7. PoC Recommendations
| Phases | Work | Indicators |
|---|---|---|
| Sample Preparation | Select 50-100 real scans to cover clear/fuzzy/form/long documents | Sample representativeness |
| baseline comparison | contrast PaddleOCR, traditional OCR, DeepSeek-OCR, manual annotation | character accuracy, structure fidelity |
| Multi-page Test | Multi-page parsing after PDF to Picture | Page Order, Chapter, Table Loss Rate |
| Cost Evaluation | Transformers/vLLM/SGLang Three-Route Test | Single Page Time-consuming, Display and Storage, Concurrency |
| Business Closed Loop | RAG or Field Extraction | Search Hit Rate, Field Accuracy |
8. Risks and Considerations
-The README dependency version is relatively new, such as Python 3.12, CUDA 12.9, torch 2.10, etc. The customer environment should be checked in advance.
-'trust_remote_code = True' is a sensitive point for enterprise security review and requires source code audit or isolation environment.
-Document OCR results still need to be manually sampled and accepted, and the model output cannot be directly used as the legal/financial final result.
-PDF to image DPI, cropping, page orientation will significantly affect the effect.

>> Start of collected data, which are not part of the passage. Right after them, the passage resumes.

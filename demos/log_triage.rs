//! Log triage workflow.
//!
//! Cleans a batch of raw log records, then fans out into two embedded
//! sub-graphs running concurrently: failure analysis (summarize failed
//! entries) and question summarization (digest user questions and post a
//! report). Both sub-graphs append correlation tags to the shared
//! `processed_logs` accumulate field; the barrier merge keeps those tags
//! in branch declaration order on every run.
//!
//! Run with `cargo run --example log_triage`.

use std::sync::Arc;

use async_trait::async_trait;
use loomflow::event_bus::EventBus;
use loomflow::executor::{Executor, ExecutorConfig};
use loomflow::graphs::{CompiledGraph, GraphBuilder, compile};
use loomflow::node::{Node, NodeContext, NodeError, NodeRegistry};
use loomflow::schema::{FieldSpec, StateSchema};
use loomflow::state::{StateInstance, StatePatch, StateView};
use loomflow::subgraph::SubgraphNode;
use loomflow::textgen::{MockTextGenerator, TextGenerator};
use loomflow::types::{FieldType, NodeId};
use loomflow::utils::id_generator::IdGenerator;
use serde_json::{Value, json};

/// Drops malformed records and trims message whitespace.
struct CleanLogs;

#[async_trait]
impl Node for CleanLogs {
    async fn run(&self, view: StateView, ctx: NodeContext) -> Result<StatePatch, NodeError> {
        let raw = view
            .get_array("raw_logs")
            .ok_or(NodeError::MissingInput { what: "raw_logs" })?;
        let cleaned: Vec<Value> = raw
            .iter()
            .filter(|r| r.get("id").is_some())
            .cloned()
            .collect();
        ctx.emit("clean", format!("kept {} of {} records", cleaned.len(), raw.len()))?;

        let mut patch = StatePatch::default();
        patch.insert("cleaned_logs".into(), Value::Array(cleaned));
        Ok(patch)
    }
}

/// Selects records flagged as failures.
struct GetFailures;

#[async_trait]
impl Node for GetFailures {
    async fn run(&self, view: StateView, _ctx: NodeContext) -> Result<StatePatch, NodeError> {
        let logs = view
            .get_array("cleaned_logs")
            .ok_or(NodeError::MissingInput { what: "cleaned_logs" })?;
        let failures: Vec<Value> = logs
            .iter()
            .filter(|r| r.get("level").and_then(Value::as_str) == Some("error"))
            .cloned()
            .collect();

        let mut patch = StatePatch::default();
        patch.insert("failures".into(), Value::Array(failures));
        Ok(patch)
    }
}

/// Summarizes failures, or short-circuits with a sentinel on an empty batch.
struct SummarizeFailures {
    generator: Arc<dyn TextGenerator>,
}

#[async_trait]
impl Node for SummarizeFailures {
    async fn run(&self, view: StateView, ctx: NodeContext) -> Result<StatePatch, NodeError> {
        let failures = view
            .get_array("failures")
            .ok_or(NodeError::MissingInput { what: "failures" })?;

        let mut patch = StatePatch::default();
        if failures.is_empty() {
            patch.insert("fa_summary".into(), json!("No failures detected."));
            patch.insert("processed_logs".into(), json!([]));
            return Ok(patch);
        }

        let prompt = format!("Summarize these failures: {}", json!(failures));
        let summary = self
            .generator
            .generate(&prompt, 500)
            .await
            .map_err(|e| NodeError::Provider {
                provider: "textgen",
                message: e.to_string(),
            })?;
        ctx.emit("failure-analysis", format!("summarized {} failures", failures.len()))?;

        let tags: Vec<Value> = failures
            .iter()
            .filter_map(|r| r.get("id").and_then(Value::as_str))
            .map(|id| json!(format!("failure-analysis-on-log-{id}")))
            .collect();
        patch.insert("fa_summary".into(), json!(summary));
        patch.insert("processed_logs".into(), Value::Array(tags));
        Ok(patch)
    }
}

/// Digests user questions from the cleaned batch.
struct SummarizeQuestions {
    generator: Arc<dyn TextGenerator>,
}

#[async_trait]
impl Node for SummarizeQuestions {
    async fn run(&self, view: StateView, ctx: NodeContext) -> Result<StatePatch, NodeError> {
        let logs = view
            .get_array("cleaned_logs")
            .ok_or(NodeError::MissingInput { what: "cleaned_logs" })?;
        let questions: Vec<&Value> = logs
            .iter()
            .filter(|r| r.get("question").is_some())
            .collect();

        let mut patch = StatePatch::default();
        if questions.is_empty() {
            patch.insert("qs_summary".into(), json!("No questions to analyze."));
            patch.insert("processed_logs".into(), json!([]));
            return Ok(patch);
        }

        let prompt = format!("Summarize {} user questions", questions.len());
        let summary = self
            .generator
            .generate(&prompt, 800)
            .await
            .map_err(|e| NodeError::Provider {
                provider: "textgen",
                message: e.to_string(),
            })?;
        ctx.emit("question-summarization", format!("digested {} questions", questions.len()))?;

        let tags: Vec<Value> = questions
            .iter()
            .filter_map(|r| r.get("id").and_then(Value::as_str))
            .map(|id| json!(format!("question-summarization-on-log-{id}")))
            .collect();
        patch.insert("qs_summary".into(), json!(summary));
        patch.insert("processed_logs".into(), Value::Array(tags));
        Ok(patch)
    }
}

/// Formats the question digest into an outbound report.
struct SendReport;

#[async_trait]
impl Node for SendReport {
    async fn run(&self, view: StateView, ctx: NodeContext) -> Result<StatePatch, NodeError> {
        let summary = view
            .get_str("qs_summary")
            .ok_or(NodeError::MissingInput { what: "qs_summary" })?;
        ctx.emit("report", "posting question digest")?;

        let mut patch = StatePatch::default();
        patch.insert("report".into(), json!(format!("[slack] {summary}")));
        Ok(patch)
    }
}

fn failure_analysis_graph(
    generator: Arc<dyn TextGenerator>,
) -> miette::Result<Arc<CompiledGraph>> {
    let schema = Arc::new(
        StateSchema::builder("failure_analysis")
            .field(FieldSpec::required("cleaned_logs", FieldType::List))
            .field(FieldSpec::optional("failures", FieldType::List))
            .field(FieldSpec::required("fa_summary", FieldType::Text))
            .field(FieldSpec::optional("processed_logs", FieldType::List).accumulating())
            .input(["cleaned_logs"])
            .output(["fa_summary", "processed_logs"])
            .build()?,
    );

    let mut registry = NodeRegistry::new(schema);
    registry.register(
        "get_failures",
        Arc::new(GetFailures),
        vec!["cleaned_logs"],
        vec!["failures"],
    )?;
    registry.register(
        "summarize",
        Arc::new(SummarizeFailures { generator }),
        vec!["failures"],
        vec!["fa_summary", "processed_logs"],
    )?;

    let definition = GraphBuilder::new()
        .add_node("get_failures")
        .add_node("summarize")
        .add_edge(NodeId::Start, "get_failures")
        .add_edge("get_failures", "summarize")
        .build()?;
    Ok(Arc::new(compile(definition, registry)?))
}

fn question_summarization_graph(
    generator: Arc<dyn TextGenerator>,
) -> miette::Result<Arc<CompiledGraph>> {
    let schema = Arc::new(
        StateSchema::builder("question_summarization")
            .field(FieldSpec::required("cleaned_logs", FieldType::List))
            .field(FieldSpec::required("qs_summary", FieldType::Text))
            .field(FieldSpec::required("report", FieldType::Text))
            .field(FieldSpec::optional("processed_logs", FieldType::List).accumulating())
            .input(["cleaned_logs"])
            .output(["report", "processed_logs"])
            .build()?,
    );

    let mut registry = NodeRegistry::new(schema);
    registry.register(
        "summarize",
        Arc::new(SummarizeQuestions { generator }),
        vec!["cleaned_logs"],
        vec!["qs_summary", "processed_logs"],
    )?;
    registry.register(
        "send_report",
        Arc::new(SendReport),
        vec!["qs_summary"],
        vec!["report"],
    )?;

    let definition = GraphBuilder::new()
        .add_node("summarize")
        .add_node("send_report")
        .add_edge(NodeId::Start, "summarize")
        .add_edge("summarize", "send_report")
        .build()?;
    Ok(Arc::new(compile(definition, registry)?))
}

fn entry_graph(generator: Arc<dyn TextGenerator>) -> miette::Result<CompiledGraph> {
    let schema = Arc::new(
        StateSchema::builder("log_triage")
            .field(FieldSpec::required("raw_logs", FieldType::List))
            .field(FieldSpec::required("cleaned_logs", FieldType::List))
            .field(FieldSpec::optional("fa_summary", FieldType::Text))
            .field(FieldSpec::optional("report", FieldType::Text))
            .field(FieldSpec::optional("processed_logs", FieldType::List).accumulating())
            .input(["raw_logs"])
            .output(["fa_summary", "report", "processed_logs"])
            .build()?,
    );

    let failure_analysis = SubgraphNode::wrap(
        failure_analysis_graph(generator.clone())?,
        [("cleaned_logs", "cleaned_logs")],
        [
            ("fa_summary", "fa_summary"),
            ("processed_logs", "processed_logs"),
        ],
    );
    let question_summarization = SubgraphNode::wrap(
        question_summarization_graph(generator)?,
        [("cleaned_logs", "cleaned_logs")],
        [("report", "report"), ("processed_logs", "processed_logs")],
    );

    let mut registry = NodeRegistry::new(schema);
    registry.register(
        "clean",
        Arc::new(CleanLogs),
        vec!["raw_logs"],
        vec!["cleaned_logs"],
    )?;
    let (fa_reads, fa_writes) = (failure_analysis.reads(), failure_analysis.writes());
    registry.register("failure_analysis", Arc::new(failure_analysis), fa_reads, fa_writes)?;
    let (qs_reads, qs_writes) = (
        question_summarization.reads(),
        question_summarization.writes(),
    );
    registry.register(
        "question_summarization",
        Arc::new(question_summarization),
        qs_reads,
        qs_writes,
    )?;

    let definition = GraphBuilder::new()
        .add_node("clean")
        .add_node("failure_analysis")
        .add_node("question_summarization")
        .add_edge(NodeId::Start, "clean")
        .add_edge("clean", "failure_analysis")
        .add_edge("clean", "question_summarization")
        .build()?;
    Ok(compile(definition, registry)?)
}

#[tokio::main]
async fn main() -> miette::Result<()> {
    tracing_subscriber::fmt()
        .with_env_filter(
            tracing_subscriber::EnvFilter::try_from_default_env()
                .unwrap_or_else(|_| "info".into()),
        )
        .init();

    let generator: Arc<dyn TextGenerator> = Arc::new(MockTextGenerator::with_prefix("digest:"));
    let graph = entry_graph(generator)?;

    // Human-scannable run id so bus diagnostics are easy to grep.
    let run_tag = IdGenerator::new().generate_tag(6);
    let executor = Executor::new()
        .with_config(ExecutorConfig::from_env().with_run_id(format!("log-triage-{run_tag}")))
        .with_event_bus(EventBus::default());
    let initial = StateInstance::builder()
        .with_field(
            "raw_logs",
            json!([
                {"id": "log-1", "level": "error", "message": "db timeout"},
                {"id": "log-2", "level": "info", "question": "How do I rotate keys?"},
                {"id": "log-3", "level": "error", "message": "disk full"},
                {"level": "info", "message": "malformed, no id"},
            ]),
        )
        .build();

    let output = executor.run(&graph, initial).await?;
    println!("failure summary : {}", output.get("fa_summary").unwrap_or(&json!(null)));
    println!("question report : {}", output.get("report").unwrap_or(&json!(null)));
    println!("processed tags  : {}", output.get("processed_logs").unwrap_or(&json!([])));
    Ok(())
}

-Multi-page output is very long, and subsequent LLM/retrieval links need to handle chunk, page number, and reference positioning.
9. My Pre-Sales Judgment
Unlimited-OCR is very suitable as a "enterprise document intelligence" front-end capability, rather than selling OCR alone. The best program narrative is:
扫描 PDF / 图片 -> Unlimited-OCR 长文档解析 -> 结构化清洗 -> RAG / 审核 / 字段抽取 / 检索
If the customer has a large number of scanned documents, files, contracts and reports, this project is worth PoC. If the customer only wants ordinary invoice/ID card/simple form OCR, traditional OCR or mature commercial OCR may be more economical.
10. REFERENCE
-GitHub:baidu/Unlimited-OCR
-Hugging Face:baidu/Unlimited-OCR
-arXiv:Unlimited OCR Works
-vLLM Recipe:recipes.vllm.ai/baidu/Unlimited-OCR
-Illustration:Unlimited-OCR.png
-Demo animation:long-horizon-ocr.gif
Information verification date: 2026-06-30. GitHub API anonymous access triggers stream limiting, this note does not write real-time stars/forks.